Peneliti Asosiasi Ekonomi Politik Indonesia (AEPI) Salamuddin Daeng. (Foto: Ahmad Hatim/ NUSANTARANEWS.CO)
Peneliti Asosiasi Ekonomi Politik
Indonesia (AEPI) Salamuddin Daeng. (Foto: Ahmad Hatim/ NUSANTARANEWS.CO)

NUSANTARANEWS.CO, Jakarta – Peneliti Asosiasi Ekonomi Politik Indonesia (AEPI), Salamuddin Daeng menilai subsidi yang diberikan pemerintah untuk memenuhi kebutuhan Bahan Bakar Minyak (BBM) bagi masyarakat hanya tinggal seupil.

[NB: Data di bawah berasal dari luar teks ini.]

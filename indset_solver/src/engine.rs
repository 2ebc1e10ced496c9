//! Exhaustive exclude/include backtracking over vertex indices.
//!
//! From a start index `s` the engine enumerates every subset of `[s, n)`
//! that keeps the candidate set independent. At each vertex it first
//! explores the branch that leaves the vertex out, then, if the vertex is
//! not adjacent to anything already included, the branch that takes it.
//! There is no bounding: every safe branch is visited.

use contracts::*;

use crate::candidate::CandidateSet;
use crate::graph::AdjacencyMatrix;
use crate::stats::BranchCounter;
use crate::vertex::VertexIdx;

/// A best-so-far value the engine can build at a leaf and combine upwards.
///
/// Implemented for `usize` (the count form) and `Vec<VertexIdx>` (the set
/// form).
pub trait LocalBest: Send + Sized {
    /// Result for the complete subset `candidate`.
    fn from_leaf(candidate: &CandidateSet) -> Self;

    /// Size of the independent set this result stands for.
    fn size(&self) -> usize;

    /// Combine two results in search order.
    ///
    /// `later` replaces `self` only when strictly larger, so the first
    /// maximum found is the one kept.
    fn prefer(self, later: Self) -> Self {
        if later.size() > self.size() {
            later
        } else {
            self
        }
    }
}

impl LocalBest for usize {
    fn from_leaf(candidate: &CandidateSet) -> Self {
        candidate.len()
    }

    fn size(&self) -> usize {
        *self
    }

    fn prefer(self, later: Self) -> Self {
        self.max(later)
    }
}

impl LocalBest for Vec<VertexIdx> {
    fn from_leaf(candidate: &CandidateSet) -> Self {
        candidate.to_vec()
    }

    fn size(&self) -> usize {
        self.len()
    }
}

/// Sequential search over one subtree.
pub struct Backtracker<'g> {
    adj: &'g AdjacencyMatrix,
    counter: BranchCounter,
}

impl<'g> Backtracker<'g> {
    /// Creates an engine over `adj`.
    pub fn new(adj: &'g AdjacencyMatrix) -> Self {
        Self {
            adj,
            counter: BranchCounter::default(),
        }
    }

    /// Nodes and leaves visited so far.
    pub const fn counter(&self) -> BranchCounter {
        self.counter
    }

    /// Best result over all independent extensions of `candidate` by
    /// vertices in `[start, n)`.
    ///
    /// `candidate` is restored before returning.
    #[debug_requires(start <= self.adj.len())]
    #[debug_requires(self.adj.is_independent(candidate.as_slice()))]
    #[debug_ensures(candidate.len() == old(candidate.len()))]
    pub fn search<B: LocalBest>(&mut self, start: usize, candidate: &mut CandidateSet) -> B {
        self.descend(start, candidate)
    }

    /// Count form: size of the largest independent extension.
    pub fn largest_size(&mut self, start: usize, candidate: &mut CandidateSet) -> usize {
        self.search(start, candidate)
    }

    /// Set form: the first largest independent extension in search order.
    pub fn largest_set(&mut self, start: usize, candidate: &mut CandidateSet) -> Vec<VertexIdx> {
        self.search(start, candidate)
    }

    fn descend<B: LocalBest>(&mut self, start: usize, candidate: &mut CandidateSet) -> B {
        self.counter.branches += 1;

        if start == self.adj.len() {
            self.counter.leaves += 1;
            return B::from_leaf(candidate);
        }

        let v = VertexIdx::from(start);
        let excluded = self.descend::<B>(start + 1, candidate);

        if !self.adj.is_safe(v, candidate.as_slice()) {
            return excluded;
        }

        candidate.push(v);
        let included = self.descend::<B>(start + 1, candidate);
        candidate.pop();

        excluded.prefer(included)
    }
}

“Itu mirip belas kasihan saja, bukan kebijakan subsidi,” kata Daeng melalui keterangan resmi di Jakarta, Rabu (4/7/2018).

Baca Juga:

Menurut Daeng, subsidi BBM adalah kewajiban pemerintah yang ditetapkan oleh Konstitusi Dasar negara ini dan diatur dengan UU sektor energi. Subsidi merupakan cara suatu negara mempertahankan dan memperkuat ketahanan ekonomi negara tersebut dari gempuran liberalisasi perdagagan.

“Tapi dalam kenyataannya Pemerintah Indonesia terus mengeliminasi subsidi dan menuju penghapusan secara total segala bentuk subsidi. Ini adalah ideologi yang dianut oleh pemerintah Indonesia sekarang. Ideologi ini disebut neoliberal,” ungkapnya.

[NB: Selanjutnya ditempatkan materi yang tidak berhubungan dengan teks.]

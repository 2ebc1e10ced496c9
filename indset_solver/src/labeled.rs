//! Graphs with named vertices.
//!
//! A [`LabeledGraph`] is edited by name and turned into an index-based
//! [`AdjacencyMatrix`] for the search: vertex `i` of the matrix is the
//! `i`-th name in insertion order. Its JSON form is
//!
//! ```json
//! { "vertices": ["a", "b", "c"], "edges": [["a", "b"], ["b", "c"]] }
//! ```

use std::collections::HashMap;

use contracts::*;
use serde::{Deserialize, Serialize};

use crate::error::GraphError;
use crate::graph::AdjacencyMatrix;
use crate::vertex::VertexIdx;

/// Undirected graph over named vertices.
#[derive(Clone, Debug, Default, PartialEq, Eq, Serialize, Deserialize)]
pub struct LabeledGraph {
    /// Vertex names in insertion order.
    vertices: Vec<String>,
    /// Edges between vertex names.
    #[serde(default)]
    edges: Vec<(String, String)>,
}

impl LabeledGraph {
    /// Graph with no vertices.
    pub fn new() -> Self {
        Self::default()
    }

    /// Parse the JSON form.
    pub fn from_json(text: &str) -> Result<Self, GraphError> {
        Ok(serde_json::from_str(text)?)
    }

    /// Serialize to the JSON form.
    pub fn to_json(&self) -> Result<String, GraphError> {
        Ok(serde_json::to_string_pretty(self)?)
    }

    /// Name every vertex of `adj` by its index.
    pub fn from_matrix(adj: &AdjacencyMatrix) -> Self {
        let vertices = adj.vertices().map(|v| v.as_usize().to_string()).collect();
        let edges = adj
            .vertices()
            .flat_map(|a| {
                adj.vertices()
                    .filter(move |&b| a < b && adj.is_adjacent(a, b))
                    .map(move |b| (a.as_usize().to_string(), b.as_usize().to_string()))
            })
            .collect();
        Self { vertices, edges }
    }

    /// Vertex names in index order.
    pub fn vertices(&self) -> &[String] {
        &self.vertices
    }

    /// Edges by name, as added.
    pub fn edges(&self) -> &[(String, String)] {
        &self.edges
    }

    /// Add a vertex; names must be unique.
    pub fn add_vertex(&mut self, name: impl Into<String>) -> Result<VertexIdx, GraphError> {
        let name = name.into();
        if self.vertices.contains(&name) {
            return Err(GraphError::duplicate_vertex(name));
        }
        self.vertices.push(name);
        Ok(VertexIdx::from(self.vertices.len() - 1))
    }

    /// Connect two existing vertices.
    pub fn add_edge(&mut self, a: &str, b: &str) -> Result<(), GraphError> {
        for name in [a, b] {
            if !self.vertices.iter().any(|v| v == name) {
                return Err(GraphError::unknown_vertex(name));
            }
        }
        self.edges.push((a.to_string(), b.to_string()));
        Ok(())
    }

    /// Remove a vertex and every edge touching it.
    ///
    /// Later vertices shift down by one index. Returns false if `name` is
    /// not a vertex.
    pub fn remove_vertex(&mut self, name: &str) -> bool {
        let Some(pos) = self.vertices.iter().position(|v| v == name) else {
            return false;
        };
        self.vertices.remove(pos);
        self.edges.retain(|(a, b)| a != name && b != name);
        true
    }

    /// Index-based adjacency for the search.
    ///
    /// Fails on duplicate names or edges naming unknown vertices, which a
    /// deserialized document may contain.
    pub fn adjacency(&self) -> Result<AdjacencyMatrix, GraphError> {
        let mut index: HashMap<&str, usize> = HashMap::with_capacity(self.vertices.len());
        for (i, name) in self.vertices.iter().enumerate() {
            if index.insert(name.as_str(), i).is_some() {
                return Err(GraphError::duplicate_vertex(name.as_str()));
            }
        }

        let lookup = |name: &str| {
            index
                .get(name)
                .copied()
                .ok_or_else(|| GraphError::unknown_vertex(name))
        };

        let edges = self
            .edges
            .iter()
            .map(|(a, b)| Ok((lookup(a)?, lookup(b)?)))
            .collect::<Result<Vec<_>, GraphError>>()?;

        tracing::debug!(
            "labeled graph: {} vertices, {} edges",
            self.vertices.len(),
            edges.len()
        );
        AdjacencyMatrix::from_edges(self.vertices.len(), edges)
    }

    /// Names of `set`, in the order given.
    ///
    /// Every vertex must belong to this graph; a set computed before
    /// [`remove_vertex`](Self::remove_vertex) may not. Release builds skip
    /// such vertices.
    #[debug_requires(
        set.iter().all(|v| v.as_usize() < self.vertices.len()),
        "vertex not in graph"
    )]
    pub fn labels_of(&self, set: &[VertexIdx]) -> Vec<&str> {
        set.iter()
            .filter_map(|v| self.vertices.get(v.as_usize()).map(String::as_str))
            .collect()
    }
}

Bahkan, kata dia, pada level kebijakan energi saat ini, pemerintah dapat dikategorikan ultra neo liberal. Seluruh rantai suplay energi dijadikan ajang bisnis. “Pemerintah memperlihatkan sikap yang sangat anti pada subsidi. Subsidi bahkan telah dipandang sebagai suatu yang menjijikkan,” tegas Daeng.

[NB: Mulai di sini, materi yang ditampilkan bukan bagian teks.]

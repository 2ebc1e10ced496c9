//! Entry point for maximum independent set searches.

use indset_common::Config;

use crate::engine::LocalBest;
use crate::error::SolverError;
use crate::fanout::SearchCore;
use crate::graph::AdjacencyMatrix;
use crate::stats::{SearchStats, StatsSnapshot};
use crate::vertex::VertexIdx;

/// A maximum independent set together with how it was found.
#[derive(Clone, Debug, PartialEq, Eq)]
pub struct Solution {
    /// One maximum independent set, in ascending vertex order.
    pub vertices: Vec<VertexIdx>,
    /// Counters collected during the search.
    pub stats: StatsSnapshot,
}

impl Solution {
    /// Size of the set, i.e. the independence number of the graph.
    pub fn independence_number(&self) -> usize {
        self.vertices.len()
    }
}

/// Runs searches under a fixed configuration.
///
/// With `num_threads` set, the solver owns a dedicated rayon pool of that
/// size; otherwise searches run on the global pool, which rayon sizes to the
/// host's hardware parallelism.
pub struct Solver {
    config: Config,
    pool: Option<rayon::ThreadPool>,
}

impl Solver {
    /// Create a solver, building its worker pool if one was requested.
    pub fn new(config: Config) -> Result<Self, SolverError> {
        let pool = match config.num_threads {
            Some(threads) if config.parallel => Some(
                rayon::ThreadPoolBuilder::new()
                    .num_threads(threads)
                    .thread_name(|i| format!("indset-worker-{i}"))
                    .build()?,
            ),
            _ => None,
        };

        tracing::debug!(
            "solver ready: {} worker(s), fan-out {}",
            config.effective_threads(),
            config.fan_out
        );
        Ok(Self { config, pool })
    }

    /// The configuration this solver runs with.
    pub const fn config(&self) -> &Config {
        &self.config
    }

    /// The independence number of `adj`.
    pub fn count(&self, adj: &AdjacencyMatrix) -> usize {
        self.search::<usize>(adj).0
    }

    /// One maximum independent set of `adj`.
    pub fn set(&self, adj: &AdjacencyMatrix) -> Vec<VertexIdx> {
        self.search::<Vec<VertexIdx>>(adj).0
    }

    /// One maximum independent set of `adj` with search statistics.
    pub fn solve(&self, adj: &AdjacencyMatrix) -> Solution {
        let (vertices, stats) = self.search::<Vec<VertexIdx>>(adj);
        Solution { vertices, stats }
    }

    fn search<B: LocalBest>(&self, adj: &AdjacencyMatrix) -> (B, StatsSnapshot) {
        let stats = SearchStats::new();
        let run = || SearchCore::new(adj, &self.config, &stats).run::<B>();

        let best = match &self.pool {
            Some(pool) => pool.install(run),
            None => run(),
        };
        (best, stats.snapshot())
    }
}

impl Default for Solver {
    /// Parallel first-branch search on the global pool.
    fn default() -> Self {
        Self {
            config: Config::default(),
            pool: None,
        }
    }
}

/// The independence number of `adj`, using the default configuration.
pub fn solve_count(adj: &AdjacencyMatrix) -> usize {
    Solver::default().count(adj)
}

/// One maximum independent set of `adj`, using the default configuration.
///
/// Among sets of equal size the search keeps the first one it reaches,
/// which is the one that leaves out the earliest vertices.
pub fn solve_set(adj: &AdjacencyMatrix) -> Vec<VertexIdx> {
    Solver::default().set(adj)
}
//! Search counters shared across fan-out tasks.

use std::sync::atomic::{AtomicU64, Ordering};

/// Counters shared by every task of one search.
///
/// Tasks count into a private [`BranchCounter`] and flush it here once, when
/// they finish, so workers never contend on these atomics inside the engine.
#[derive(Debug, Default)]
pub struct SearchStats {
    branches: AtomicU64,
    leaves: AtomicU64,
    tasks: AtomicU64,
}

/// Point-in-time copy of [`SearchStats`].
#[derive(Debug, Clone, Copy, Default, PartialEq, Eq)]
pub struct StatsSnapshot {
    /// Search-tree nodes visited, leaves included.
    pub branches: u64,
    /// Complete subsets evaluated.
    pub leaves: u64,
    /// Sequential engine runs the fan-out produced.
    pub tasks: u64,
}

impl SearchStats {
    /// All counters at zero.
    pub fn new() -> Self {
        Self::default()
    }

    /// Record one finished engine run.
    pub fn record_task(&self, counter: BranchCounter) {
        self.branches.fetch_add(counter.branches, Ordering::Relaxed);
        self.leaves.fetch_add(counter.leaves, Ordering::Relaxed);
        self.tasks.fetch_add(1, Ordering::Relaxed);
    }

    /// Record a node the fan-out visited itself before handing off.
    pub fn inc_branches(&self, by: u64) {
        self.branches.fetch_add(by, Ordering::Relaxed);
    }

    /// Read a snapshot for display/reporting.
    pub fn snapshot(&self) -> StatsSnapshot {
        StatsSnapshot {
            branches: self.branches.load(Ordering::Relaxed),
            leaves: self.leaves.load(Ordering::Relaxed),
            tasks: self.tasks.load(Ordering::Relaxed),
        }
    }
}

/// Per-task counter owned by a single engine run.
#[derive(Debug, Clone, Copy, Default, PartialEq, Eq)]
pub struct BranchCounter {
    /// Engine calls, leaves included.
    pub branches: u64,
    /// Calls that reached the end of the vertex range.
    pub leaves: u64,
}

#[cfg(test)]
mod tests {
    use super::*;

    #[test]
    fn record_task_accumulates() {
        let stats = SearchStats::new();
        stats.record_task(BranchCounter {
            branches: 5,
            leaves: 3,
        });
        stats.record_task(BranchCounter {
            branches: 2,
            leaves: 1,
        });
        stats.inc_branches(1);

        assert_eq!(
            stats.snapshot(),
            StatsSnapshot {
                branches: 8,
                leaves: 4,
                tasks: 2
            }
        );
    }

    #[test]
    fn shared_across_threads() {
        let stats = SearchStats::new();
        std::thread::scope(|scope| {
            for _ in 0..4 {
                scope.spawn(|| {
                    stats.record_task(BranchCounter {
                        branches: 10,
                        leaves: 1,
                    })
                });
            }
        });
        assert_eq!(stats.snapshot().branches, 40);
        assert_eq!(stats.snapshot().tasks, 4);
    }
}
//! Bundled graph cases with known independence numbers.
//!
//! Shared by the solver's integration tests and the CLI tests so every
//! layer checks against the same expectations.

/// A small named graph and its expected search results.
#[derive(Debug, Clone, Copy)]
pub struct GraphCase {
    /// The name of the test case.
    pub name: &'static str,
    /// Number of vertices; vertices are `0..vertices`.
    pub vertices: usize,
    /// Undirected edges as index pairs.
    pub edges: &'static [(usize, usize)],
    /// The independence number of the graph.
    pub expected_size: usize,
    /// The set the exclude-first search keeps among all maximum sets.
    pub expected_set: &'static [usize],
}

impl GraphCase {
    /// Dense 0/1 rows for the case, symmetric with an empty diagonal.
    pub fn rows(&self) -> Vec<Vec<bool>> {
        let mut rows = vec![vec![false; self.vertices]; self.vertices];
        for &(a, b) in self.edges {
            rows[a][b] = true;
            rows[b][a] = true;
        }
        rows
    }
}

// #####################
// GRAPHS
// #####################
const PATH_4: &[(usize, usize)] = &[(0, 1), (1, 2), (2, 3)];

const COMPLETE_4: &[(usize, usize)] = &[(0, 1), (0, 2), (0, 3), (1, 2), (1, 3), (2, 3)];

const CYCLE_5: &[(usize, usize)] = &[(0, 1), (1, 2), (2, 3), (3, 4), (4, 0)];

const STAR_6: &[(usize, usize)] = &[(0, 1), (0, 2), (0, 3), (0, 4), (0, 5)];

const TWO_TRIANGLES: &[(usize, usize)] = &[(0, 1), (1, 2), (0, 2), (3, 4), (4, 5), (3, 5)];

const K_3_3: &[(usize, usize)] = &[
    (0, 3),
    (0, 4),
    (0, 5),
    (1, 3),
    (1, 4),
    (1, 5),
    (2, 3),
    (2, 4),
    (2, 5),
];

const CUBE: &[(usize, usize)] = &[
    (0, 1),
    (0, 2),
    (0, 4),
    (1, 3),
    (1, 5),
    (2, 3),
    (2, 6),
    (3, 7),
    (4, 5),
    (4, 6),
    (5, 7),
    (6, 7),
];

const PETERSEN: &[(usize, usize)] = &[
    // outer cycle
    (0, 1),
    (1, 2),
    (2, 3),
    (3, 4),
    (4, 0),
    // spokes
    (0, 5),
    (1, 6),
    (2, 7),
    (3, 8),
    (4, 9),
    // inner pentagram
    (5, 7),
    (7, 9),
    (9, 6),
    (6, 8),
    (8, 5),
];

// #####################
// TEST CASES
// #####################
/// Every bundled case.
pub static ALL_TEST_CASES: &[GraphCase] = &[
    GraphCase {
        name: "empty",
        vertices: 0,
        edges: &[],
        expected_size: 0,
        expected_set: &[],
    },
    GraphCase {
        name: "single_vertex",
        vertices: 1,
        edges: &[],
        expected_size: 1,
        expected_set: &[0],
    },
    GraphCase {
        name: "edgeless_5",
        vertices: 5,
        edges: &[],
        expected_size: 5,
        expected_set: &[0, 1, 2, 3, 4],
    },
    GraphCase {
        name: "path_4",
        vertices: 4,
        edges: PATH_4,
        expected_size: 2,
        expected_set: &[1, 3],
    },
    GraphCase {
        name: "complete_4",
        vertices: 4,
        edges: COMPLETE_4,
        expected_size: 1,
        expected_set: &[3],
    },
    GraphCase {
        name: "cycle_5",
        vertices: 5,
        edges: CYCLE_5,
        expected_size: 2,
        expected_set: &[2, 4],
    },
    GraphCase {
        name: "star_6",
        vertices: 6,
        edges: STAR_6,
        expected_size: 5,
        expected_set: &[1, 2, 3, 4, 5],
    },
    GraphCase {
        name: "two_triangles",
        vertices: 6,
        edges: TWO_TRIANGLES,
        expected_size: 2,
        expected_set: &[2, 5],
    },
    GraphCase {
        name: "complete_bipartite_3_3",
        vertices: 6,
        edges: K_3_3,
        expected_size: 3,
        expected_set: &[3, 4, 5],
    },
    GraphCase {
        name: "cube",
        vertices: 8,
        edges: CUBE,
        expected_size: 4,
        expected_set: &[1, 2, 4, 7],
    },
    GraphCase {
        name: "petersen",
        vertices: 10,
        edges: PETERSEN,
        expected_size: 4,
        expected_set: &[2, 4, 5, 6],
    },
];

/// Look up a bundled case by name.
pub fn test_case(name: &str) -> Option<&'static GraphCase> {
    ALL_TEST_CASES.iter().find(|case| case.name == name)
}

Baca Juga:  Bupati Nunukan Serahkan Bantuan Sosial Sembako

“Apa buktinya? subsidi BBM hanya berkaitan dengan kurang dari 1/3 BBM yang didistribusikan kepada masyarakat. Itupun nilai subsidi yang diberikan sangat kecil,” imbuhnya.

Di dalam APBN 2017, sambung dia, nilai subsidi BBM hanya Rp. 32,3 triliun untuk elpiji, tabung gas dan solar Rp.500/liter. Sementara subsidi premium diserahkan menjadi tanggung jawab Pertamina yang berakibat Pertamina selaku BUMN kelabakan.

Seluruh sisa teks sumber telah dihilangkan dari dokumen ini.